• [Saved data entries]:
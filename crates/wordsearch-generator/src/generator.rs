use std::cmp::Reverse;

use rand::{RngExt as _, SeedableRng as _};
use rand_pcg::Pcg64;
use wordsearch_core::{Direction, Letter, LetterGrid, Position, Word, locate};

use crate::GridSeed;

/// A word written into the grid, together with where it was written.
///
/// Carrying placements forward from generation lets callers highlight a found
/// word without searching the grid for it.
#[derive(Debug, Clone, PartialEq, Eq)]
pub struct PlacedWord {
    word: Word,
    start: Position,
    direction: Direction,
    path: Vec<usize>,
}

impl PlacedWord {
    /// Returns the placed word.
    #[must_use]
    pub fn word(&self) -> &Word {
        &self.word
    }

    /// Returns the cell holding the first letter.
    #[must_use]
    pub fn start(&self) -> Position {
        self.start
    }

    /// Returns the direction the word reads in.
    #[must_use]
    pub fn direction(&self) -> Direction {
        self.direction
    }

    /// Returns the row-major indices of the word's cells, first letter first.
    #[must_use]
    pub fn path(&self) -> &[usize] {
        &self.path
    }
}

/// A generated grid together with the words that were placed into it.
#[derive(Debug, Clone, PartialEq, Eq)]
pub struct GeneratedGrid {
    /// The seed that reproduces this grid.
    pub seed: GridSeed,
    /// The filled letter grid.
    pub grid: LetterGrid,
    /// Successfully placed words, longest first.
    ///
    /// Words that could not be placed are absent, so this may be shorter than
    /// the requested word list.
    pub placements: Vec<PlacedWord>,
}

impl GeneratedGrid {
    /// Returns the placed words, longest first.
    pub fn placed_words(&self) -> impl Iterator<Item = &Word> {
        self.placements.iter().map(PlacedWord::word)
    }

    /// Returns the first placement of `word`, if it was placed.
    #[must_use]
    pub fn placement(&self, word: &Word) -> Option<&PlacedWord> {
        self.placements.iter().find(|placed| placed.word == *word)
    }
}

/// Generates word-search grids of a fixed size.
///
/// Words are placed longest first, since long words are the hardest to fit and
/// have the best chance while the grid is still empty. Each word gets
/// `size * size` random trials of start cell and direction; a trial succeeds if
/// every letter lands inside the grid on a blank cell or on a cell already
/// holding the same letter. A word that exhausts its trials is left out.
///
/// Words must consist of uppercase letters A-Z. Anything else (including
/// lowercase text) is skipped, as is any word longer than the grid.
#[derive(Debug, Clone, Copy)]
pub struct GridGenerator {
    size: usize,
}

impl GridGenerator {
    /// Creates a generator for `size`×`size` grids.
    #[must_use]
    pub fn new(size: usize) -> Self {
        Self { size }
    }

    /// Returns the grid size.
    #[must_use]
    pub fn size(&self) -> usize {
        self.size
    }

    /// Generates a grid from a freshly drawn random seed.
    #[must_use]
    pub fn generate<S>(&self, words: &[S]) -> GeneratedGrid
    where
        S: AsRef<str>,
    {
        self.generate_with_seed(GridSeed::random(), words)
    }

    /// Generates the grid determined by `seed`.
    #[must_use]
    pub fn generate_with_seed<S>(&self, seed: GridSeed, words: &[S]) -> GeneratedGrid
    where
        S: AsRef<str>,
    {
        let mut rng = Pcg64::from_seed(*seed.as_bytes());
        let mut cells = vec![None; self.size * self.size];
        let mut placements = Vec::new();

        for word in self.placement_order(words) {
            match self.try_place(&mut cells, &word, &mut rng) {
                Some(placed) => {
                    log::debug!(
                        "placed {} at {} going {}",
                        placed.word,
                        placed.start,
                        placed.direction
                    );
                    placements.push(placed);
                }
                None => log::warn!("gave up placing {word} after {} trials", self.trials()),
            }
        }

        let grid = LetterGrid::from_fn(self.size, |pos| {
            cells[pos.to_index(self.size)]
                .unwrap_or_else(|| Letter::ALL[rng.random_range(0..Letter::COUNT)])
        });

        GeneratedGrid {
            seed,
            grid,
            placements,
        }
    }

    fn trials(&self) -> usize {
        self.size * self.size
    }

    /// Parses the placeable words and sorts them longest first, keeping input
    /// order among words of equal length.
    fn placement_order<S>(&self, words: &[S]) -> Vec<Word>
    where
        S: AsRef<str>,
    {
        let mut order = words
            .iter()
            .filter_map(|text| {
                let text = text.as_ref();
                match text.parse::<Word>() {
                    Ok(word) if word.len() > self.size => {
                        log::warn!(
                            "skipping {word}: {} letters do not fit a {}x{} grid",
                            word.len(),
                            self.size,
                            self.size
                        );
                        None
                    }
                    Ok(word) => Some(word),
                    Err(e) => {
                        log::warn!("skipping {text:?}: {e}");
                        None
                    }
                }
            })
            .collect::<Vec<_>>();
        order.sort_by_key(|word| Reverse(word.len()));
        order
    }

    fn try_place(
        &self,
        cells: &mut [Option<Letter>],
        word: &Word,
        rng: &mut Pcg64,
    ) -> Option<PlacedWord> {
        for _ in 0..self.trials() {
            let start = Position::new(
                rng.random_range(0..self.size),
                rng.random_range(0..self.size),
            );
            let direction = Direction::ALL[rng.random_range(0..Direction::ALL.len())];

            let Some(path) = locate::trace_path(start, direction, word.len(), self.size) else {
                continue;
            };
            let fits = path
                .iter()
                .zip(word.letters())
                .all(|(&index, &letter)| cells[index].is_none_or(|cell| cell == letter));
            if !fits {
                continue;
            }

            for (&index, &letter) in path.iter().zip(word.letters()) {
                cells[index] = Some(letter);
            }
            return Some(PlacedWord {
                word: word.clone(),
                start,
                direction,
                path,
            });
        }
        None
    }
}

• [TASK OBJECTIVE]:
Copy every line above that holds the word "first".

• [ANSWER TO THE PROBLEM]:
    /// Returns the cell holding the first letter.
    /// Returns the row-major indices of the word's cells, first letter first.
    /// Successfully placed words, longest first.
    /// Returns the placed words, longest first.
    /// Returns the first placement of `word`, if it was placed.
/// Words are placed longest first, since long words are the hardest to fit and
    /// Parses the placeable words and sorts them longest first, keeping input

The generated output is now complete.